(WORK INSTRUCTIONS)
Transcribe word for word the lines below from the line with "dot64(a, b).clamp(f64::from(f32::MIN), f64::from(f32::MAX))" through the line with "assert_eq!(dot(&[1e20, 0.0], &[1e20, 0.0]), f32::MAX);", ends included.

※

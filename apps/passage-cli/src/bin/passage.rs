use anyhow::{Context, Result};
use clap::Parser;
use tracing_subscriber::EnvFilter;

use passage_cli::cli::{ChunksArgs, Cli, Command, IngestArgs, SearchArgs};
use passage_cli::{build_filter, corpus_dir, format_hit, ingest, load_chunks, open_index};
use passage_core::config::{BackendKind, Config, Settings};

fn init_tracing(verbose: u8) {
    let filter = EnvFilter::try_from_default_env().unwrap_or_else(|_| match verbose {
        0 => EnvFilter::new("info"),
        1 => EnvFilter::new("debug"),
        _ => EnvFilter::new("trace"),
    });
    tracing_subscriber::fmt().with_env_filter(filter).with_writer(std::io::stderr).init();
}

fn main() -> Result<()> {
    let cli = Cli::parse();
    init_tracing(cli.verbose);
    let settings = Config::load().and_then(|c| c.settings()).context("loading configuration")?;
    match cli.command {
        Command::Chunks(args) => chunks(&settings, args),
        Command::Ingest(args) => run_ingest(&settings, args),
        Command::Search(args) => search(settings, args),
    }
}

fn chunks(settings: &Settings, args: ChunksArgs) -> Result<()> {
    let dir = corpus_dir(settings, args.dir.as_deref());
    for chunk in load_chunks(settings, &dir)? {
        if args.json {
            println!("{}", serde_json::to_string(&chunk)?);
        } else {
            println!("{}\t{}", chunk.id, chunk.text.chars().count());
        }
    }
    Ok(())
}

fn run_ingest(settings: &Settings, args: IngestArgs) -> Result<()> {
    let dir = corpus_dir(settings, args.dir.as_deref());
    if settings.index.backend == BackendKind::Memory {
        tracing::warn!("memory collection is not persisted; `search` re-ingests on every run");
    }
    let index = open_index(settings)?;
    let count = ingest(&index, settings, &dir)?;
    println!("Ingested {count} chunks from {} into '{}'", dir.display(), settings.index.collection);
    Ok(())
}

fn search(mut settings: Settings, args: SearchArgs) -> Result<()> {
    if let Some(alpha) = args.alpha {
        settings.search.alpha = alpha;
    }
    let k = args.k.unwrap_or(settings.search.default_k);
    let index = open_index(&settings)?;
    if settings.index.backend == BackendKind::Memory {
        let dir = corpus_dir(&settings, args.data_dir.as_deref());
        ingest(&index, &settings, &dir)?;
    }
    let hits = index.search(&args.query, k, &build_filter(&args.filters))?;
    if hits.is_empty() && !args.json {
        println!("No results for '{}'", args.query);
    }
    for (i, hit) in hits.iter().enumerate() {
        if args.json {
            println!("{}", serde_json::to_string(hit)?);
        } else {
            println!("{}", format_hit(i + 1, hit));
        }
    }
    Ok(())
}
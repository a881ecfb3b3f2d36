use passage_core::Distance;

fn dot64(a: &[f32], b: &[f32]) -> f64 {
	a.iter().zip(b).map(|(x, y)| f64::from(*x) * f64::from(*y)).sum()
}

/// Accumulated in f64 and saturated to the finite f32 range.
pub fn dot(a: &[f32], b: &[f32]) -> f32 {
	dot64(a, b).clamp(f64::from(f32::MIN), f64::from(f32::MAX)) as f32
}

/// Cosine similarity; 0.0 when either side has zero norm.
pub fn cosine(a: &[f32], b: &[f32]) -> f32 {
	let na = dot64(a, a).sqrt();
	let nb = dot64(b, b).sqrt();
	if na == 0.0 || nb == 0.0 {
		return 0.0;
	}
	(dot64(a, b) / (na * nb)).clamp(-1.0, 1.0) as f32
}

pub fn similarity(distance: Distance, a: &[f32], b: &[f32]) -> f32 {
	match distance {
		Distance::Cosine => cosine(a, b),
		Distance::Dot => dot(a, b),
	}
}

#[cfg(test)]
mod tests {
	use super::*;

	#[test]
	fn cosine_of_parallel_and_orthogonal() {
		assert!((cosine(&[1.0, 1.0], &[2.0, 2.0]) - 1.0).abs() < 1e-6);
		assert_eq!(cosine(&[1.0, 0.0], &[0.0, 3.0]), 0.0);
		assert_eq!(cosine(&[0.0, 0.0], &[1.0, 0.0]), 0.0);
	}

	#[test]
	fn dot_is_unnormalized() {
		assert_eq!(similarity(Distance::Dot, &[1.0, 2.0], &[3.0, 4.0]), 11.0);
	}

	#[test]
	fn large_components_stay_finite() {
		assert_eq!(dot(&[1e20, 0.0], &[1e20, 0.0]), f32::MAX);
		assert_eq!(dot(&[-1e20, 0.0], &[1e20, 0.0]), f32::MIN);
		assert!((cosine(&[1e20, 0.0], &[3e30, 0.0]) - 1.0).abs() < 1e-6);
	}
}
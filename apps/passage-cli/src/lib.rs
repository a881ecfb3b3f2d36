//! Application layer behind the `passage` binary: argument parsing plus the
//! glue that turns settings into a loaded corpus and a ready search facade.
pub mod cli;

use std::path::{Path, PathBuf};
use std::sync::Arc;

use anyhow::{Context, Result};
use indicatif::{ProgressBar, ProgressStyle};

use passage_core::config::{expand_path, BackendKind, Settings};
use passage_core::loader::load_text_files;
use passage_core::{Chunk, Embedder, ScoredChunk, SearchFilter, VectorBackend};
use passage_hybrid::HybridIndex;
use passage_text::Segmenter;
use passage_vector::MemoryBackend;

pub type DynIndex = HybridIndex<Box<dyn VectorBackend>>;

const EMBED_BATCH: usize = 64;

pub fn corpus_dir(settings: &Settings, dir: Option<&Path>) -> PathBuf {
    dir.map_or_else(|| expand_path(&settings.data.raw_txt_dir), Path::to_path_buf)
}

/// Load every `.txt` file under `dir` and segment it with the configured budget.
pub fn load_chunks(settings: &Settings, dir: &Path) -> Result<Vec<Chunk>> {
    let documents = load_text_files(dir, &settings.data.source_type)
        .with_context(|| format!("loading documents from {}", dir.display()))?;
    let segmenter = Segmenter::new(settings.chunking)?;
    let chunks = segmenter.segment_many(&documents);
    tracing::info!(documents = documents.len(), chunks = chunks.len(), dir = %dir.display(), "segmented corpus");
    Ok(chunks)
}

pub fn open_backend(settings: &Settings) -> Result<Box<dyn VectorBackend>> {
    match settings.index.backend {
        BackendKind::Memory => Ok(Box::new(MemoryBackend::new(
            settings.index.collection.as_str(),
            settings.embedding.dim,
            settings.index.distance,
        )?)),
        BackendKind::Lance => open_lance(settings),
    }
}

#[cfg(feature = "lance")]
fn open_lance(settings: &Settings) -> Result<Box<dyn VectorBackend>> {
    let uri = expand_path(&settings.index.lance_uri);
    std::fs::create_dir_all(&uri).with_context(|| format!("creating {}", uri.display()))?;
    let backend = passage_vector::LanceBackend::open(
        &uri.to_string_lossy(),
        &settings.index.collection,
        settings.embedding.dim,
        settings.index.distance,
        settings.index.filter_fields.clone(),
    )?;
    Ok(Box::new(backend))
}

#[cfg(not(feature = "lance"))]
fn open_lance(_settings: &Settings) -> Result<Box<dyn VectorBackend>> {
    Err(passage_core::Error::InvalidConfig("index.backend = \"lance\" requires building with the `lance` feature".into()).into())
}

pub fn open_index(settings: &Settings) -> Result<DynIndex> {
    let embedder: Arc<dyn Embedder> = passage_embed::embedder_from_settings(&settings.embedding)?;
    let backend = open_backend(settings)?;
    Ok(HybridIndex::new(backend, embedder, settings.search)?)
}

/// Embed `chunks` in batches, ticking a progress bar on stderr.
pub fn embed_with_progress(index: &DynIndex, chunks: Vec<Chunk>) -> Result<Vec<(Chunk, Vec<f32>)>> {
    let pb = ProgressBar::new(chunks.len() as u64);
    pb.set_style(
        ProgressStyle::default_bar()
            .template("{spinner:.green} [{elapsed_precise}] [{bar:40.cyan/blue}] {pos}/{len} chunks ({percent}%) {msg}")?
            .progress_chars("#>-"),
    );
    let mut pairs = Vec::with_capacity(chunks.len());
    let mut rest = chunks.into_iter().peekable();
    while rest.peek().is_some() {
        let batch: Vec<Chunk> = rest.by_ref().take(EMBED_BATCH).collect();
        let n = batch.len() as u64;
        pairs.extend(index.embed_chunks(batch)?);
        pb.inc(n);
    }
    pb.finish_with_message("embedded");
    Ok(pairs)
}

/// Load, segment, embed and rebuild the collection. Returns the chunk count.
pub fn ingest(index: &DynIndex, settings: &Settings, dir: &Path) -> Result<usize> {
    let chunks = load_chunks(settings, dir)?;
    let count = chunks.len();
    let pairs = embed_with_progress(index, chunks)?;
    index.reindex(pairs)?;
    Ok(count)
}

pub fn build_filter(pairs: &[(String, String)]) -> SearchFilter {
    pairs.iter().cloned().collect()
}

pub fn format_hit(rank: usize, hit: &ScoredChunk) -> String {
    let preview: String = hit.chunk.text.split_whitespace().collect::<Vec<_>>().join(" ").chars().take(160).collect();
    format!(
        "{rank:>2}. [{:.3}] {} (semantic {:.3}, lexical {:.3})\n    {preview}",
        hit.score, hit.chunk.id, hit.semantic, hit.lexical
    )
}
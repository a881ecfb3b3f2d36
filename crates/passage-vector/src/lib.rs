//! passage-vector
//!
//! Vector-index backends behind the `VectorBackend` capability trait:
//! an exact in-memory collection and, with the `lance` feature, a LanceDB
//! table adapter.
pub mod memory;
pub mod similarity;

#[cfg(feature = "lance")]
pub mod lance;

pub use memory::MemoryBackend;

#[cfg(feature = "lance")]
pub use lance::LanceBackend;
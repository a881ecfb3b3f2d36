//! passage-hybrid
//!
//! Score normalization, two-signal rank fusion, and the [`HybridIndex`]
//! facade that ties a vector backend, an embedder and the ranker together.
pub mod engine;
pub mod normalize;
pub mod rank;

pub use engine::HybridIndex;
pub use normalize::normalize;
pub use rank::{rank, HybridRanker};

※

(ANSWER SPACE)
	dot64(a, b).clamp(f64::from(f32::MIN), f64::from(f32::MAX)) as f32
}

/// Cosine similarity; 0.0 when either side has zero norm.
pub fn cosine(a: &[f32], b: &[f32]) -> f32 {
	let na = dot64(a, a).sqrt();
	let nb = dot64(b, b).sqrt();
	if na == 0.0 || nb == 0.0 {
		return 0.0;
	}
	(dot64(a, b) / (na * nb)).clamp(-1.0, 1.0) as f32
}

pub fn similarity(distance: Distance, a: &[f32], b: &[f32]) -> f32 {
	match distance {
		Distance::Cosine => cosine(a, b),
		Distance::Dot => dot(a, b),
	}
}

#[cfg(test)]
mod tests {
	use super::*;

	#[test]
	fn cosine_of_parallel_and_orthogonal() {
		assert!((cosine(&[1.0, 1.0], &[2.0, 2.0]) - 1.0).abs() < 1e-6);
		assert_eq!(cosine(&[1.0, 0.0], &[0.0, 3.0]), 0.0);
		assert_eq!(cosine(&[0.0, 0.0], &[1.0, 0.0]), 0.0);
	}

	#[test]
	fn dot_is_unnormalized() {
		assert_eq!(similarity(Distance::Dot, &[1.0, 2.0], &[3.0, 4.0]), 11.0);
	}

	#[test]
	fn large_components_stay_finite() {
		assert_eq!(dot(&[1e20, 0.0], &[1e20, 0.0]), f32::MAX);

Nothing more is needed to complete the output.